**DATA FOR ANALYSIS:**
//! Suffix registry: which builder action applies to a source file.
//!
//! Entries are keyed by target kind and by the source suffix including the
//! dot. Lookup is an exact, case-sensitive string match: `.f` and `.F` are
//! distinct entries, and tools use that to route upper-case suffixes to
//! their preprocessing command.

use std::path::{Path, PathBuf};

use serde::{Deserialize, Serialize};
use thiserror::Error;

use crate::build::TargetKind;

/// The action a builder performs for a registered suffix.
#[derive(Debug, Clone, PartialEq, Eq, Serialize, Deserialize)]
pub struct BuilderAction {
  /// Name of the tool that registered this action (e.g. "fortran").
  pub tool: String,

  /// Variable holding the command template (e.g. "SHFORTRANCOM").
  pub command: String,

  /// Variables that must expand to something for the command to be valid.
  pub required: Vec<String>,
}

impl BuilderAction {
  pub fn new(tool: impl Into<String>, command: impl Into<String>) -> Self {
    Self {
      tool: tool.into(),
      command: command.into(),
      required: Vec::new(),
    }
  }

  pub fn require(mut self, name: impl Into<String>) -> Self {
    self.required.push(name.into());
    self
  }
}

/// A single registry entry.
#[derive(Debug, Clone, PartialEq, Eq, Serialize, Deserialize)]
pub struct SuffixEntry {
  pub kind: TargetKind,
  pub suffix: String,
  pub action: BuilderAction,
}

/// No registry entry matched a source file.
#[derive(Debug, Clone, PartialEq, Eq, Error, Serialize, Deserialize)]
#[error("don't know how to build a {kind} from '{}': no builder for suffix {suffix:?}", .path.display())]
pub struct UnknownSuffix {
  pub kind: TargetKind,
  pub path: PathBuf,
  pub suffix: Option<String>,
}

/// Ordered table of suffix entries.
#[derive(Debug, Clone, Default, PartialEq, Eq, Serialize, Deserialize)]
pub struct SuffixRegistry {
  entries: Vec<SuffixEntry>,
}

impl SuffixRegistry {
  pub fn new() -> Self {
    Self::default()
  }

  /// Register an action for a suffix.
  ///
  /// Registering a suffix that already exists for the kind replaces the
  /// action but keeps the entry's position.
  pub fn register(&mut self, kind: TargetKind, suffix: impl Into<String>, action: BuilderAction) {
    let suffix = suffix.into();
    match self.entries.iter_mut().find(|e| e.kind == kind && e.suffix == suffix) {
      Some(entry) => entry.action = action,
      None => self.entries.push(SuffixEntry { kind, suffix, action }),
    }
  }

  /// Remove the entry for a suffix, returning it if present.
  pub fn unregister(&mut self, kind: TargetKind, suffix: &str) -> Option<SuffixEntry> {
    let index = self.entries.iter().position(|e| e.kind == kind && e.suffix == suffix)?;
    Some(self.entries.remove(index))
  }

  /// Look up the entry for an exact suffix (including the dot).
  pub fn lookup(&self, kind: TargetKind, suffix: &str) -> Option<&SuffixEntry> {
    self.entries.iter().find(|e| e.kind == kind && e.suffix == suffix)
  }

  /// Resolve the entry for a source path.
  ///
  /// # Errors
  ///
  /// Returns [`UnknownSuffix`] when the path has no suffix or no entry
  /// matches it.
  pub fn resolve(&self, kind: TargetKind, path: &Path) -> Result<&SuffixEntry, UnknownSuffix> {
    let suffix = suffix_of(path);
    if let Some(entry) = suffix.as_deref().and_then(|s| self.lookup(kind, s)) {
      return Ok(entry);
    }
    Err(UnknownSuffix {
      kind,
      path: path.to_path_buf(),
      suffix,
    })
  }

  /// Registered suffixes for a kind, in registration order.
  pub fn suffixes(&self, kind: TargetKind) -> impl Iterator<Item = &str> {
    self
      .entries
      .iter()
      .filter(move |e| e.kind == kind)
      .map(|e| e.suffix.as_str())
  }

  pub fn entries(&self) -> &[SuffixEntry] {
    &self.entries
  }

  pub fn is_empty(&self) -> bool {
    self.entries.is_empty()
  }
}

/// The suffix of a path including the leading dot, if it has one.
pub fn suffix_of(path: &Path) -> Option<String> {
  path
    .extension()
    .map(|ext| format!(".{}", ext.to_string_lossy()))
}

--

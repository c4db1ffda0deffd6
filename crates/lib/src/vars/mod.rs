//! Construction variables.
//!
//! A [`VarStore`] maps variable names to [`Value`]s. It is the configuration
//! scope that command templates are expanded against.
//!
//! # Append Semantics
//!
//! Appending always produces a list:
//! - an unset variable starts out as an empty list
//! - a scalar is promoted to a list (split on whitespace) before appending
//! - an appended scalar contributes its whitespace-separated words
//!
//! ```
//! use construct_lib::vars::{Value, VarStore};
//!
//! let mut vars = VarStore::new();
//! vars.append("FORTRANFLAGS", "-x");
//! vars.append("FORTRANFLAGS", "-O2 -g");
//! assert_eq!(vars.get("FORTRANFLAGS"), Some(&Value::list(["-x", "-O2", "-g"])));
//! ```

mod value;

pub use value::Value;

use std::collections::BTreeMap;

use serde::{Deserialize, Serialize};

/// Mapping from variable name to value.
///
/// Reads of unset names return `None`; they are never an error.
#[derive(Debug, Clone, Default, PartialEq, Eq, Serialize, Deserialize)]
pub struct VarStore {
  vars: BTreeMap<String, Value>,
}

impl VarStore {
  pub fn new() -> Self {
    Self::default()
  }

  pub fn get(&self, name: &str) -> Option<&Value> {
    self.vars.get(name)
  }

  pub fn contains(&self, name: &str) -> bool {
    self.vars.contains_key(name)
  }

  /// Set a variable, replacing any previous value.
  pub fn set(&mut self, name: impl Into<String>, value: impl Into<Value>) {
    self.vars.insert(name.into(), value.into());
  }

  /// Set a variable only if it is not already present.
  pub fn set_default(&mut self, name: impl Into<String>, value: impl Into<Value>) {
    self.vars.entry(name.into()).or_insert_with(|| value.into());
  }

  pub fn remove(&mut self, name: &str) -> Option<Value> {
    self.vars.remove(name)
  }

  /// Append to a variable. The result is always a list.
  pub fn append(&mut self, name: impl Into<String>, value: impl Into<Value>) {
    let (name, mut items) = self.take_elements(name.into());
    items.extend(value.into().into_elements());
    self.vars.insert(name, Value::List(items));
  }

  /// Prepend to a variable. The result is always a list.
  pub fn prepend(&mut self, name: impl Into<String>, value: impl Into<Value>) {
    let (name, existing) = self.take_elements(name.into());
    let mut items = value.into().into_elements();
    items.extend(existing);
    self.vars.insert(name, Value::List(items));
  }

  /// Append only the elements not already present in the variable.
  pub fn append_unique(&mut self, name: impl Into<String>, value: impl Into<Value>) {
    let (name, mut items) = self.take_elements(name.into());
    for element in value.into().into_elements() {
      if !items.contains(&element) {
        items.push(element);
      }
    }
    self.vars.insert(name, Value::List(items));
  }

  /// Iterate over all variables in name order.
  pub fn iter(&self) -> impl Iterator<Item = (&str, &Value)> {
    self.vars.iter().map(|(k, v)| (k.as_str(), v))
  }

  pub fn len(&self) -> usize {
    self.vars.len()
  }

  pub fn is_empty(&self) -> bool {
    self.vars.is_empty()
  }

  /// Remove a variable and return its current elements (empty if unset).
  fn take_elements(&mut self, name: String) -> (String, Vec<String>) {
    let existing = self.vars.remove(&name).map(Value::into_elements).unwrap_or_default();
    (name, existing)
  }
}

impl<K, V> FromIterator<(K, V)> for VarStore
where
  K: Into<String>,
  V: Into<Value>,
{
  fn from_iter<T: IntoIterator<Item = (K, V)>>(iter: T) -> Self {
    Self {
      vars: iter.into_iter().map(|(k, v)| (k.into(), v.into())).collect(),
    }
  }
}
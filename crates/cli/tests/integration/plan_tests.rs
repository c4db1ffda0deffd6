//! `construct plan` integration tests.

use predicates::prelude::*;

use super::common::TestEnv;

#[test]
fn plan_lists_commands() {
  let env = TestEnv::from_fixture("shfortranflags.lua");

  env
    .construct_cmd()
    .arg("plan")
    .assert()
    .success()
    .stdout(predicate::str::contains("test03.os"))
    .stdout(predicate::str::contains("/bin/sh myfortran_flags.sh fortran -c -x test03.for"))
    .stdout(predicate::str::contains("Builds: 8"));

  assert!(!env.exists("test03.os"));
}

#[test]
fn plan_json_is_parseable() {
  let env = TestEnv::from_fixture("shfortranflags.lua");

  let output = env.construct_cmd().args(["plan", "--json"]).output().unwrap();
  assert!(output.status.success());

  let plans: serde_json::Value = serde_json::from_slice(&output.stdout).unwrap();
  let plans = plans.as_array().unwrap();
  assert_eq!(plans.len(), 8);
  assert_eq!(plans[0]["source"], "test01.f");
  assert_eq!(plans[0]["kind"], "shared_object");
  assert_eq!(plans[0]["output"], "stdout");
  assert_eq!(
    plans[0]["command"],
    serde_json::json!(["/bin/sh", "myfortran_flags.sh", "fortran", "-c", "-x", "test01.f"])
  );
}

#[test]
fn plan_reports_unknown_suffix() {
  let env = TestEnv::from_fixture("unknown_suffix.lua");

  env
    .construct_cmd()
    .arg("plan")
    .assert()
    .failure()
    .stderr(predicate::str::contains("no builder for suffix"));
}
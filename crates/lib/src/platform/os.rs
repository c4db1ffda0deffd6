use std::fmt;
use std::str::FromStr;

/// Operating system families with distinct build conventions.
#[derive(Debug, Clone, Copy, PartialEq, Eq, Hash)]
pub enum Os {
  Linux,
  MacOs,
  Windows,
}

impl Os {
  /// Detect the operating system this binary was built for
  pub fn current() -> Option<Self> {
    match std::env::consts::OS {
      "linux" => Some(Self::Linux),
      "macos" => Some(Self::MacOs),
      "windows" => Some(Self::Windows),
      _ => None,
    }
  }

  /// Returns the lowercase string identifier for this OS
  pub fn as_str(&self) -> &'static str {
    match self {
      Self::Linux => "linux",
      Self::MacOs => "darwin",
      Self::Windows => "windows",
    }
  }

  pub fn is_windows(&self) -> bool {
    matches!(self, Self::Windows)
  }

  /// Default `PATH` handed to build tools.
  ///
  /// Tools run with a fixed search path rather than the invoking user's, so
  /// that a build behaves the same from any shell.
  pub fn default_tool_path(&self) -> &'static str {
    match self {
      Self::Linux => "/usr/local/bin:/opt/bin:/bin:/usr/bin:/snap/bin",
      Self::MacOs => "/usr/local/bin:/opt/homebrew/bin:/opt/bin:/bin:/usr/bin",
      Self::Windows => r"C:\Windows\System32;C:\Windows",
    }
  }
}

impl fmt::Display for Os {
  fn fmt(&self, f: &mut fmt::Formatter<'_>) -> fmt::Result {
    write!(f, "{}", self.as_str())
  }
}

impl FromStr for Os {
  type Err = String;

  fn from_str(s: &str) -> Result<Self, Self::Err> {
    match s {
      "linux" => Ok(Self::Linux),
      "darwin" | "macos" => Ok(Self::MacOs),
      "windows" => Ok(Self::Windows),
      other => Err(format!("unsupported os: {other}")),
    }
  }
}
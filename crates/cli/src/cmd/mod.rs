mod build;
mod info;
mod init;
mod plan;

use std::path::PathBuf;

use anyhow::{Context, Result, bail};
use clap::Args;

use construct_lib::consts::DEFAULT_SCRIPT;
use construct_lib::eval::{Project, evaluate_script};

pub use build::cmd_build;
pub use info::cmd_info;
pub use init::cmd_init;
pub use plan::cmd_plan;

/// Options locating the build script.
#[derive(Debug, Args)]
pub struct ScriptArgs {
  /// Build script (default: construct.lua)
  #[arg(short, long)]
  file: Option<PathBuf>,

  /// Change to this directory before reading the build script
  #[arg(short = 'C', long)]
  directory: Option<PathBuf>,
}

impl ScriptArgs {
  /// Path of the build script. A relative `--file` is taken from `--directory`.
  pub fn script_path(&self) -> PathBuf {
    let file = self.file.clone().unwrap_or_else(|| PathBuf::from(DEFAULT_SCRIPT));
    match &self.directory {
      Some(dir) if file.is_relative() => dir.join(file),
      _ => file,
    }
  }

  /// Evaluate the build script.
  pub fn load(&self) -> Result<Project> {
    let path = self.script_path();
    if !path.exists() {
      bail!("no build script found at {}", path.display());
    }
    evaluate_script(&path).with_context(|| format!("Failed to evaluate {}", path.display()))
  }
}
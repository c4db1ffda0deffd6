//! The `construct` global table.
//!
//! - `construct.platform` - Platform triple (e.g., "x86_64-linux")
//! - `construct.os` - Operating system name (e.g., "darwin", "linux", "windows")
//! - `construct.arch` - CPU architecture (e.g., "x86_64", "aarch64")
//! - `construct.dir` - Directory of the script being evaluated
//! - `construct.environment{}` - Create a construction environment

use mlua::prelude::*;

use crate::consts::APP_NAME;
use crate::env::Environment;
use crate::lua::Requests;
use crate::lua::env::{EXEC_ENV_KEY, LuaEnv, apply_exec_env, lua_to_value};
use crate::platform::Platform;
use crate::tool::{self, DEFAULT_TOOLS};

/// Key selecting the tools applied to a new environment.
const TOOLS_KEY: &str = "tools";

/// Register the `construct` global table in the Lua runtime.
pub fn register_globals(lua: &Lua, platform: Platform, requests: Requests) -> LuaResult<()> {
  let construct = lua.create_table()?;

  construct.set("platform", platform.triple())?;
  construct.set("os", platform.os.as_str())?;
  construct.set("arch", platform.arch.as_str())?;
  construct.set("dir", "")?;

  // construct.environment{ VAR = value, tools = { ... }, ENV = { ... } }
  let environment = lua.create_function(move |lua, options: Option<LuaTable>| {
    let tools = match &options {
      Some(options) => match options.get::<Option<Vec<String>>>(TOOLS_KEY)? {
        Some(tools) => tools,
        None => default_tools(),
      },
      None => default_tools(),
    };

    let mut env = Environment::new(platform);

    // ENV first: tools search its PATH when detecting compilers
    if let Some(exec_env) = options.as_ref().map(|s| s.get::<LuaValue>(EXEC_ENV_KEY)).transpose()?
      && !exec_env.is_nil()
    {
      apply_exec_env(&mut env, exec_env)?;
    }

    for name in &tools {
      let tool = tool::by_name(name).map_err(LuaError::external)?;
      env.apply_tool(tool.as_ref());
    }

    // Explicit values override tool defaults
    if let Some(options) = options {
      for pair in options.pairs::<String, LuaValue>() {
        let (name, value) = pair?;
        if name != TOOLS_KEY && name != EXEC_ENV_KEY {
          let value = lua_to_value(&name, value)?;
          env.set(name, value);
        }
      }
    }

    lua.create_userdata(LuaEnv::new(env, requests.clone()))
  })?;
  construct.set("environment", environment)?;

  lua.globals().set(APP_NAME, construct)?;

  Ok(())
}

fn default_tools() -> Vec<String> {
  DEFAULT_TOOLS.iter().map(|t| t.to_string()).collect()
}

**TASK TO CARRY OUT:** Show the lines from the data above that contain the string "extend".

**OUTPUT OF THE TASK:**
    items.extend(value.into().into_elements());
    items.extend(existing);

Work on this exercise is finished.